OBIETTIVI
Caratterizzare il microbiota/microbioma di latte e formaggi per conoscere come i batteri aerobici e anaerobici presenti nel foraggio possono contaminare il latte.
PARTNER
UNIBZ (leader), UNITO, ARAP, ARAV e UNISS
Task 5.1 Raccolta dei campioni di latte e formaggio e caratterizzazione del microbiota / microbioma
Sarà caratterizzata la composizione batterica in campioni di latte destinati alla produzione di Grana Padano, Asiago e Pecorino, utilizzando metodi di ricerca dipendenti e indipendenti dalle colture batteriche combining culture-dependent and -independent approaches e tecnologie omiche.

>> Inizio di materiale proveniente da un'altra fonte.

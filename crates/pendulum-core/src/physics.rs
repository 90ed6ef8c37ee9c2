use serde::{Deserialize, Serialize};

use crate::consts::STANDARD_GRAVITY;
use crate::fit::oscillator::OscillatorParams;

/// Which frequency parameterization results are reported in.
///
/// The fit itself always solves for angular frequency; this only picks the
/// length formula and the exported frequency column.
#[derive(Clone, Copy, Debug, Default, PartialEq, Eq, Serialize, Deserialize)]
pub enum FrequencyConvention {
    /// ω in rad/s.
    #[default]
    AngularFrequency,
    /// f in Hz.
    Hertz,
}

impl FrequencyConvention {
    /// Fitted frequency expressed in this convention.
    pub fn frequency(self, params: &OscillatorParams) -> f64 {
        match self {
            Self::AngularFrequency => params.angular_frequency,
            Self::Hertz => params.frequency_hz(),
        }
    }

    /// Column header used when exporting parameters.
    pub fn column(self) -> &'static str {
        match self {
            Self::AngularFrequency => "omega",
            Self::Hertz => "f",
        }
    }
}

impl std::fmt::Display for FrequencyConvention {
    fn fmt(&self, f: &mut std::fmt::Formatter<'_>) -> std::fmt::Result {
        match self {
            Self::AngularFrequency => write!(f, "angular (rad/s)"),
            Self::Hertz => write!(f, "hertz"),
        }
    }
}

/// Small-oscillation pendulum length `g / ω²`, in metres.
pub fn pendulum_length(angular_frequency: f64) -> f64 {
    STANDARD_GRAVITY / (angular_frequency * angular_frequency)
}

/// Same relation for a frequency in Hz: `g / (2πf)²`.
pub fn pendulum_length_from_frequency(frequency_hz: f64) -> f64 {
    pendulum_length(std::f64::consts::TAU * frequency_hz)
}

/// Length from fitted parameters using the formula matching `convention`.
pub fn length_for(params: &OscillatorParams, convention: FrequencyConvention) -> f64 {
    match convention {
        FrequencyConvention::AngularFrequency => pendulum_length(params.angular_frequency),
        FrequencyConvention::Hertz => pendulum_length_from_frequency(params.frequency_hz()),
    }
}

/// Distance from the pivot to the surface of the bob, `L - L / ratio` with
/// `ratio = circle_radius_px / bob_radius_px`.
///
/// `None` when the ratio is undefined or any input is not finite.
pub fn surface_length(length: f64, circle_radius_px: f64, bob_radius_px: f64) -> Option<f64> {
    if !length.is_finite() || !circle_radius_px.is_finite() || !bob_radius_px.is_finite() {
        return None;
    }
    if bob_radius_px == 0.0 || circle_radius_px == 0.0 {
        return None;
    }

    let ratio = circle_radius_px / bob_radius_px;
    Some(length - length / ratio)
}
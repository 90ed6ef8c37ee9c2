use tracing::info;

use crate::error::{PendulumError, Result};
use crate::fit::oscillator::{fit_series, OscillatorFitConfig, OscillatorParams};
use crate::frame::PositionSample;
use crate::physics::{length_for, surface_length, FrequencyConvention};

use super::session::RunRecord;

/// Fitted motion and the quantities derived from it.
#[derive(Clone, Copy, Debug, PartialEq)]
pub struct Analysis {
    pub params: OscillatorParams,
    pub convention: FrequencyConvention,
    /// Pendulum length in metres.
    pub length: f64,
    /// Pivot to bob surface, when the pixel geometry is known.
    pub surface_length: Option<f64>,
    pub samples: usize,
}

/// Fit a finished (or paused) run.
pub fn analyze(
    record: &RunRecord,
    config: &OscillatorFitConfig,
    convention: FrequencyConvention,
) -> Result<Analysis> {
    analyze_series(
        &record.series,
        record.circle.map(|c| c.radius),
        record.bob_radius,
        config,
        convention,
    )
}

/// Fit a bare series; pixel radii are optional.
pub fn analyze_series(
    series: &[PositionSample],
    circle_radius_px: Option<f64>,
    bob_radius_px: Option<f64>,
    config: &OscillatorFitConfig,
    convention: FrequencyConvention,
) -> Result<Analysis> {
    if series.is_empty() {
        return Err(PendulumError::EmptySeries);
    }

    let params = fit_series(series, config)?;
    let length = length_for(&params, convention);
    let surface = match (circle_radius_px, bob_radius_px) {
        (Some(circle), Some(bob)) => surface_length(length, circle, bob),
        _ => None,
    };

    info!(length, surface_length = ?surface, %convention, "Derived quantities");
    Ok(Analysis {
        params,
        convention,
        length,
        surface_length: surface,
        samples: series.len(),
    })
}
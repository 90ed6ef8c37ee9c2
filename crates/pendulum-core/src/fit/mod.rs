pub mod circle;
pub mod guess;
pub mod lm;
pub mod oscillator;

pub use circle::{fit_rotated_circle, CircleFit, RotatedCircleEstimator};
pub use oscillator::{
    envelopes, fit_oscillator, fit_series, FitBounds, InitialGuess, OscillatorFitConfig,
    OscillatorParams,
};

Questo studio, oltre a fornire informazioni oggi non disponibili sulla diversità del microbiota / microbioma, permetterà di realizzare una “biobanca” costituita principalmente da ceppi di batteri autoctoni dell'acido lattico.
Task 5.2 Metagenomica del microbiota / microbioma di latte e formaggio
Attraverso la metagenomica (utilizzo di tecniche genomiche moderne che permettono lo studio delle comunità microbiche nel loro ambiente naturale) sarà sequenziato il genoma dei ceppi batterici identificati e tipizzati.
Task 5.3 Analisi su campioni di latte e foraggio per la caratterizzazione dei batteri
Saranno caratterizzati i batteri sporigeni rinvenuti in circa cento campioni di latte prelevati in cisterna e centocinquanta campioni di foraggio insilato di aziende lattiero-casearie della Pianura Padana che adottano diversi sistemi di mungitura e alimentazione.
Task 5.4 Conteggio, isolamento e identificazione dei batteri sporigeni
Nei campioni prelevati nel Task 5.4 saranno identificati, attraverso lo studio del DNA e il sequenziamento del genoma, i batteri sporigeni che producono gas nei foraggi e nel latte e ne sarà determinata la concentrazione.